In yesterday’s Wall Street Journal, former George W. Bush administration official Doug Feith writes that whereas he stood firm in the face of Russian demands to limit U.S. missile defenses, the Obama administration caved to Russian demands. According to Feith, “In the SORT negotiations, they [the Russians] demanded that the treaty recognize an “interrelationship” between offensive arms reductions and missile defense,” which the Bush administration rejected. Former Secretary of State Condoleezza Rice made a similar claim in her recent Journal op-ed endorsing the treaty.
Others remember this history a little differently. As the Senate Foreign Relations Committee report on New START notes,
This is by no means the first time the interrelationship between offensive and defensive systems has been recognized. For example, in their joint statement of July 21, 2001, President Bush and President Putin agreed that ‘‘major changes in the world require concrete discussions of both offensive and defensive systems. We already have some strong and tangible points of agreement. We will shortly begin intensive consultations on the interrelated subjects of offensive and defensive systems [emphasis added].’’ In the press conference that followed, President Bush emphasized that offensive and defensive systems were interrelated, stating, ‘‘And along these lines, as the President said, that we’re going to have open and honest dialogue about defensive systems, as well as reduction of offensive systems. The two go hand-in-hand in order to set up a new strategic framework for peace.’’ [emphasis mine.]

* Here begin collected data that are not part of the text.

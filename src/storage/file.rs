//! JSON-file-based storage backend.
//!
//! Stores each collection in a separate JSON file under a configurable
//! directory (default: `$XDG_DATA_HOME/pharma-ledger/`).

use alloc::collections::BTreeMap;
use std::fs;
use std::io;
use std::path::PathBuf;
use std::sync::{Mutex, MutexGuard};

use serde::Serialize;
use serde::de::DeserializeOwned;

use super::{COLLECTIONS, Record, remove_by_key, upsert_by_key};
use crate::error::{LedgerError, Result};

/// Application name used for the XDG data directory.
const APP_NAME: &str = "pharma-ledger";

/// File holding every named counter.
const SEQUENCES_FILE: &str = "sequences.json";
/// Sentinel file used for cross-process file locking.
const LOCK_FILE: &str = "storage.lock";

/// Named counters, persisted as a JSON object.
type Sequences = BTreeMap<String, u64>;

/// File-backed storage that persists records as JSON files.
///
/// Each collection is stored in a separate `.json` file. A
/// `sequences.json` file holds the piece and invoice counters.
///
/// # Concurrency
///
/// Thread safety within a single process is provided by an in-process
/// [`Mutex`]. Cross-process safety is achieved via an advisory file lock
/// on `storage.lock` (using [`std::fs::File::lock`] /
/// [`std::fs::File::lock_shared`]).
///
/// Read operations acquire a shared lock (allowing concurrent readers),
/// while write operations and counter increments acquire an exclusive
/// lock, so two writers never receive the same sequence value.
///
/// # File layout
///
/// ```text
/// <dir>/
///   storage.lock          (cross-process lock sentinel)
///   sequences.json
///   journals.json
///   ledger_entries.json
///   bank_accounts.json
///   bank_transactions.json
///   reconciliations.json
///   tax_rates.json
///   invoices.json
///   sales.json
///   receptions.json
/// ```
#[derive(Debug)]
pub struct FileStorage {
    /// Root directory containing all JSON files.
    dir: PathBuf,
    /// Mutex serializing concurrent in-process access.
    lock: Mutex<()>,
    /// Sentinel file for cross-process advisory locking.
    lock_file: fs::File,
}

impl FileStorage {
    /// Creates a new file storage rooted at the given directory.
    ///
    /// Creates the directory (and parents) if it does not exist. Also
    /// opens (or creates) the `storage.lock` sentinel file used for
    /// cross-process advisory locking.
    ///
    /// # Errors
    ///
    /// Returns an error if the directory cannot be created or the lock
    /// file cannot be opened.
    #[inline]
    pub fn new(dir: PathBuf) -> Result<Self> {
        fs::create_dir_all(&dir).map_err(storage_io_error)?;
        let lock_file = fs::OpenOptions::new()
            .read(true)
            .write(true)
            .create(true)
            .truncate(false)
            .open(dir.join(LOCK_FILE))
            .map_err(storage_io_error)?;
        Ok(Self {
            dir,
            lock: Mutex::new(()),
            lock_file,
        })
    }

    /// Returns the default XDG-compliant data directory for this application.
    ///
    /// On Linux: `$XDG_DATA_HOME/pharma-ledger/` (typically
    /// `~/.local/share/pharma-ledger/`).
    ///
    /// # Errors
    ///
    /// Returns an error if the platform data directory cannot be determined.
    #[inline]
    pub fn default_dir() -> Result<PathBuf> {
        dirs::data_dir()
            .map(|data_path| data_path.join(APP_NAME))
            .ok_or_else(|| {
                LedgerError::Storage("could not determine platform data directory".into())
            })
    }

    // ── Private helpers ─────────────────────────────────────────────

    /// Returns the full path for a given file name.
    fn path(&self, name: &str) -> PathBuf {
        self.dir.join(name)
    }

    /// Returns the file name backing a collection.
    fn collection_file(collection: &str) -> String {
        format!("{collection}.json")
    }

    /// Acquires an in-process mutex guard and a shared (read) file lock,
    /// executes `op`, then releases the file lock.
    fn with_shared_lock<R, F: FnOnce() -> Result<R>>(&self, op: F) -> Result<R> {
        let _guard: MutexGuard<'_, ()> = self.lock.lock().map_err(|err| lock_poison_error(&err))?;
        self.lock_file.lock_shared().map_err(storage_io_error)?;
        let result = op();
        // Only surface the unlock error when the operation succeeded;
        // otherwise the original error is more useful.
        if let Err(err) = self.lock_file.unlock()
            && result.is_ok()
        {
            return Err(storage_io_error(err));
        }
        result
    }

    /// Acquires an in-process mutex guard and an exclusive (write) file
    /// lock, executes `op`, then releases the file lock.
    fn with_exclusive_lock<R, F: FnOnce() -> Result<R>>(&self, op: F) -> Result<R> {
        let _guard: MutexGuard<'_, ()> = self.lock.lock().map_err(|err| lock_poison_error(&err))?;
        self.lock_file.lock().map_err(storage_io_error)?;
        let result = op();
        if let Err(err) = self.lock_file.unlock()
            && result.is_ok()
        {
            return Err(storage_io_error(err));
        }
        result
    }

    /// Reads and deserializes a JSON file. Returns the default value if
    /// the file does not exist.
    fn read_json<T: DeserializeOwned + Default>(&self, name: &str) -> Result<T> {
        match fs::read_to_string(self.path(name)) {
            Ok(contents) => serde_json::from_str(&contents).map_err(LedgerError::from),
            Err(err) if err.kind() == io::ErrorKind::NotFound => Ok(T::default()),
            Err(err) => Err(storage_io_error(err)),
        }
    }

    /// Atomically writes a serialized JSON file (write-to-tmp then rename).
    fn write_json<T: Serialize + ?Sized>(&self, name: &str, value: &T) -> Result<()> {
        let path = self.path(name);
        let tmp_path = self.path(&format!("{name}.tmp"));
        let json = serde_json::to_string_pretty(value).map_err(LedgerError::from)?;
        fs::write(&tmp_path, json).map_err(storage_io_error)?;
        fs::rename(&tmp_path, &path).map_err(storage_io_error)?;
        Ok(())
    }

    /// Reads one collection (with lock).
    fn read_all<T: Record>(&self) -> Result<Vec<T>> {
        let name = Self::collection_file(T::COLLECTION);
        self.with_shared_lock(|| self.read_json(&name))
    }

    /// Merges new items into a collection file by key (insert-or-replace).
    fn upsert_all<T: Record>(&self, items: Vec<T>) -> Result<()> {
        if items.is_empty() {
            return Ok(());
        }
        let name = Self::collection_file(T::COLLECTION);
        self.with_exclusive_lock(|| {
            let mut existing: Vec<T> = self.read_json(&name)?;
            upsert_by_key(&mut existing, items);
            self.write_json(&name, &existing)
        })
    }

    /// Removes items from a collection file by key.
    fn remove_all<T: Record>(&self, ids: &[T::Key]) -> Result<()> {
        if ids.is_empty() {
            return Ok(());
        }
        let name = Self::collection_file(T::COLLECTION);
        self.with_exclusive_lock(|| {
            let mut existing: Vec<T> = self.read_json(&name)?;
            remove_by_key(&mut existing, ids);
            self.write_json(&name, &existing)
        })
    }

    /// Increments the named counter under the exclusive lock.
    fn allocate(&self, counter: &str) -> Result<u64> {
        self.with_exclusive_lock(|| {
            let mut sequences: Sequences = self.read_json(SEQUENCES_FILE)?;
            let value = sequences.entry(counter.to_owned()).or_insert(0);
            *value = value.saturating_add(1);
            let allocated = *value;
            self.write_json(SEQUENCES_FILE, &sequences)?;
            Ok(allocated)
        })
    }

    /// Deletes all collection files and the counters.
    ///
    /// The `storage.lock` sentinel is preserved.
    fn clear_all(&self) -> Result<()> {
        self.with_exclusive_lock(|| {
            let files = COLLECTIONS
                .iter()
                .copied()
                .map(Self::collection_file)
                .chain(core::iter::once(SEQUENCES_FILE.to_owned()));
            for name in files {
                match fs::remove_file(self.path(&name)) {
                    Ok(()) => {}
                    Err(err) if err.kind() == io::ErrorKind::NotFound => {}
                    Err(err) => return Err(storage_io_error(err)),
                }
            }
            Ok(())
        })
    }
}

// ── Free-standing helpers ───────────────────────────────────────────────

/// Wraps an I/O error into a [`LedgerError::Storage`].
fn storage_io_error(err: io::Error) -> LedgerError {
    LedgerError::Storage(Box::new(err))
}

/// Wraps a mutex poison error into a [`LedgerError::Storage`].
fn lock_poison_error<T>(err: &std::sync::PoisonError<T>) -> LedgerError {
    LedgerError::Storage(err.to_string().into())
}

#[cfg(feature = "blocking")]
forward_storage!(blocking: FileStorage);

#[cfg(feature = "async")]
forward_storage!(async_ready: FileStorage);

A link is of course not a limit. But it has been longstanding U.S. policy to note the link between offensive and defensive forces. And it’s still our policy. To quote from the Senate Foreign Relations Committee report once more:
The interrelationship between our strategic defensive arms and other countries’ strategic offensive arms is fundamental to our current missile defense policy: the United States desires that our capability to defend against limited attack will render useless the initial strategic offensive capability that certain countries are contemplating or developing. As the BMDR Report notes, in addition to defeating a limited ICBM attack should deterrence fail, our Ground-Based Midcourse Defense system is designed to ‘‘dissuade’’ other states from developing an ICBM capability and to ‘‘deter’’ those countries from using an ICBM if they develop or acquire such a capability. The United States is thus counting on the interrelationship between strategic defensive and offensive arms to which the New START preambular language alludes to undermine the threats posed by countries capable of deploying only limited numbers of strategic offensive arms against the United States, its forces, its allies, and its partners.
To reiterate, this interrelationship is an objective reality that undergirds U.S. policy toward rogue states (and still undergirds U.S. policy toward Russia, albeit in a different way). It’s Arms Control 101. I guess Doug Feith only remembers what he learned in that class when Republicans are President.